Skill (preferred) CLI equivalent
/gz-adr-closeout-ceremony ADR-0.1.0 gz closeout ADR-0.1.0

The /gz-adr-closeout-ceremony skill runs the full walkthrough protocol and rejects vague acknowledgment.

Bash
gz closeout ADR-0.1.0

Review the verification output. Run the listed commands.

Step 3.3: Attest

Bash
gz attest ADR-0.1.0 --status completed

Phase 4: What Next?

After the core contract is attested, RHEA's roadmap from the README suggests:

ADR Feature Lane
0.2.0 SQLite adapter Lite
0.3.0 Adapter parity test harness Lite
0.4.0 Public API and documentation Heavy
0.5.0 DuckDB/Parquet adapter Lite

Each follows the same cycle.

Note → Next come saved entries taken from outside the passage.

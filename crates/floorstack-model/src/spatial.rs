// This Source Code Form is subject to the terms of the Mozilla Public
// License, v. 2.0. If a copy of the MPL was not distributed with this
// file, You can obtain one at https://mozilla.org/MPL/2.0/.

//! Building → floor → zone hierarchy

use crate::{ModelError, ModelWarning, Polygon, Reading, Result};
use serde::{Deserialize, Serialize};
use rustc_hash::FxHashSet;
use std::collections::{BTreeMap, BTreeSet};
use std::path::Path;

fn default_plan_scale() -> f64 {
    1.0
}

fn default_floor_height() -> f64 {
    2.8
}

/// A polygonal room or area on a floor
///
/// Zones are the unit of metric visualization: each one is extruded into a
/// prism and colored from its own timeseries.
#[derive(Clone, Debug, Default, PartialEq, Serialize, Deserialize)]
pub struct Zone {
    pub id: String,
    pub name: String,
    pub polygon: Polygon,
    /// Extrusion height for this zone only; the floor default applies otherwise
    #[serde(default, skip_serializing_if = "Option::is_none")]
    pub height_override: Option<f64>,
    /// Metric name → ordered samples
    #[serde(default)]
    pub timeseries: BTreeMap<String, Vec<Reading>>,
    #[serde(default, skip_serializing_if = "Option::is_none")]
    pub annotation: Option<String>,
}

impl Zone {
    pub fn new(id: impl Into<String>, name: impl Into<String>, polygon: Polygon) -> Self {
        Self {
            id: id.into(),
            name: name.into(),
            polygon,
            ..Default::default()
        }
    }

    /// Builder-style height override
    pub fn with_height(mut self, height: f64) -> Self {
        self.height_override = Some(height);
        self
    }

    /// Builder-style timeseries for one metric
    pub fn with_series(mut self, metric: impl Into<String>, readings: Vec<Reading>) -> Self {
        self.timeseries.insert(metric.into(), readings);
        self
    }

    /// Sample for `metric` at `time_index`, `None` when missing or out of range
    pub fn reading(&self, metric: &str, time_index: usize) -> Option<Reading> {
        self.timeseries
            .get(metric)
            .and_then(|series| series.get(time_index))
            .copied()
    }

    /// Number of recorded samples for `metric`
    pub fn series_len(&self, metric: &str) -> usize {
        self.timeseries.get(metric).map_or(0, Vec::len)
    }

    /// Height used for extrusion on a floor with the given default
    pub fn extrusion_height(&self, floor_default: f64) -> f64 {
        self.height_override.unwrap_or(floor_default)
    }
}

/// Sensor placed in a floor's space
#[derive(Clone, Debug, PartialEq, Serialize, Deserialize)]
pub struct Sensor {
    pub id: String,
    pub label: String,
    /// Plan x, height above the floor base, plan y
    pub position: [f64; 3],
    #[serde(default, skip_serializing_if = "Option::is_none")]
    pub zone_id: Option<String>,
}

/// A storey of the building
#[derive(Clone, Debug, PartialEq, Serialize, Deserialize)]
pub struct Floor {
    pub id: String,
    pub name: String,
    /// Nominal base height; the stack resolver may raise it
    #[serde(default)]
    pub elevation: f64,
    #[serde(default = "default_floor_height")]
    pub default_height: f64,
    /// Plan pixels per meter
    #[serde(default = "default_plan_scale")]
    pub plan_scale: f64,
    #[serde(default)]
    pub zones: Vec<Zone>,
    #[serde(default)]
    pub sensors: Vec<Sensor>,
}

impl Floor {
    pub fn new(id: impl Into<String>, name: impl Into<String>, elevation: f64, height: f64) -> Self {
        Self {
            id: id.into(),
            name: name.into(),
            elevation,
            default_height: height,
            plan_scale: 1.0,
            zones: Vec::new(),
            sensors: Vec::new(),
        }
    }

    pub fn with_zone(mut self, zone: Zone) -> Self {
        self.zones.push(zone);
        self
    }

    pub fn with_sensor(mut self, sensor: Sensor) -> Self {
        self.sensors.push(sensor);
        self
    }

    /// Zones with at least three polygon points
    pub fn renderable_zones(&self) -> impl Iterator<Item = &Zone> {
        self.zones.iter().filter(|z| z.polygon.is_renderable())
    }

    pub fn find_zone(&self, id: &str) -> Option<&Zone> {
        self.zones.iter().find(|z| z.id == id)
    }
}

/// Whole building snapshot, floors ordered bottom to top
#[derive(Clone, Debug, Default, PartialEq, Serialize, Deserialize)]
pub struct Building {
    pub id: String,
    pub name: String,
    #[serde(default)]
    pub floors: Vec<Floor>,
}

impl Building {
    pub fn new(id: impl Into<String>, name: impl Into<String>) -> Self {
        Self {
            id: id.into(),
            name: name.into(),
            floors: Vec::new(),
        }
    }

    pub fn with_floor(mut self, floor: Floor) -> Self {
        self.floors.push(floor);
        self
    }

    /// Parse a snapshot from JSON
    pub fn from_json(json: &str) -> Result<Self> {
        Ok(serde_json::from_str(json)?)
    }

    /// Read a snapshot from a JSON file
    pub fn load(path: impl AsRef<Path>) -> Result<Self> {
        let path = path.as_ref();
        let text = std::fs::read_to_string(path)?;
        let building = Self::from_json(&text)?;
        log::info!(
            "Loaded building '{}' from {}: {} floors, {} zones",
            building.name,
            path.display(),
            building.floor_count(),
            building.zone_count()
        );
        Ok(building)
    }

    /// Serialize to pretty JSON
    pub fn to_json(&self) -> Result<String> {
        serde_json::to_string_pretty(self).map_err(ModelError::from)
    }

    pub fn floor_count(&self) -> usize {
        self.floors.len()
    }

    pub fn zone_count(&self) -> usize {
        self.floors.iter().map(|f| f.zones.len()).sum()
    }

    /// Whether any zone can be extruded
    pub fn has_renderable_zones(&self) -> bool {
        self.floors.iter().any(|f| f.renderable_zones().next().is_some())
    }

    /// Longest recorded series for `metric` across all zones
    pub fn max_series_len(&self, metric: &str) -> usize {
        self.floors
            .iter()
            .flat_map(|f| f.zones.iter())
            .map(|z| z.series_len(metric))
            .max()
            .unwrap_or(0)
    }

    /// Sorted, de-duplicated metric names present in any zone
    pub fn metric_names(&self) -> Vec<String> {
        let names: BTreeSet<&String> = self
            .floors
            .iter()
            .flat_map(|f| f.zones.iter())
            .flat_map(|z| z.timeseries.keys())
            .collect();
        names.into_iter().cloned().collect()
    }

    /// Collect non-fatal diagnostics about the snapshot
    pub fn validate(&self) -> Vec<ModelWarning> {
        let mut warnings = Vec::new();
        let mut seen_ids = FxHashSet::default();

        for floor in &self.floors {
            if floor.default_height <= 0.0 {
                warnings.push(ModelWarning::NonPositiveHeight {
                    floor: floor.id.clone(),
                    height: floor.default_height,
                });
            }

            for zone in &floor.zones {
                if !seen_ids.insert(zone.id.as_str()) {
                    warnings.push(ModelWarning::DuplicateZoneId(zone.id.clone()));
                }
                if !zone.polygon.is_renderable() {
                    warnings.push(ModelWarning::DegeneratePolygon {
                        floor: floor.id.clone(),
                        zone: zone.id.clone(),
                        points: zone.polygon.len(),
                    });
                }
                if let Some(h) = zone.height_override {
                    if h <= 0.0 {
                        warnings.push(ModelWarning::NonPositiveOverride {
                            zone: zone.id.clone(),
                            height: h,
                        });
                    }
                }
                for (metric, series) in &zone.timeseries {
                    for (index, reading) in series.iter().enumerate() {
                        if !(0.0..=1.0).contains(&reading.confidence) {
                            warnings.push(ModelWarning::ConfidenceOutOfRange {
                                zone: zone.id.clone(),
                                metric: metric.clone(),
                                index,
                            });
                        }
                    }
                }
            }

            for sensor in &floor.sensors {
                if let Some(zone_id) = &sensor.zone_id {
                    if floor.find_zone(zone_id).is_none() {
                        warnings.push(ModelWarning::UnknownSensorZone {
                            sensor: sensor.id.clone(),
                            zone: zone_id.clone(),
                        });
                    }
                }
            }
        }

        warnings
    }
}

In a Claude Code session, prefer the skills:

Text Only
/gz-plan → /gz-obpi-specify → /gz-obpi-pipeline → /gz-gates → /gz-adr-closeout-ceremony → gz attest

CLI equivalent: gz plan → gz specify → implement → gz gates → gz closeout → gz attest.


What This Tutorial Proves

If RHEA can be bootstrapped and governed through its first ADR cycle with gzkit, it demonstrates that:

  1. gzkit works for greenfield projects — not just self-governance
  2. gzkit works for libraries — not just CLI tools
  3. Lite lane is sufficient for internal work — Heavy gates can be adopted when RHEA has a public surface
  4. The governance overhead is proportional — 3 task briefs for 3 deliverables; no ceremony for ceremony's sake

These are the exact properties needed for student adoption. A student's course project is a greenfield library or app, governed in Lite lane, with Heavy gates introduced only when they present their work.


Friction Points to Watch

When running this tutorial for real, note any friction:

Potential Issue What to Record
gz init fails or creates wrong structure Exact error, OS, Python version
gz specify doesn't parse checklist items ADR format mismatch with parser expectations
gz gates doesn't find tests Path configuration in .gzkit.json
Ledger events have wrong IDs ID generation logic edge cases
Template sections feel irrelevant for a library Which sections to strip for library mode

File these as issues on the gzkit repo. They are the go-live blockers for student adoption.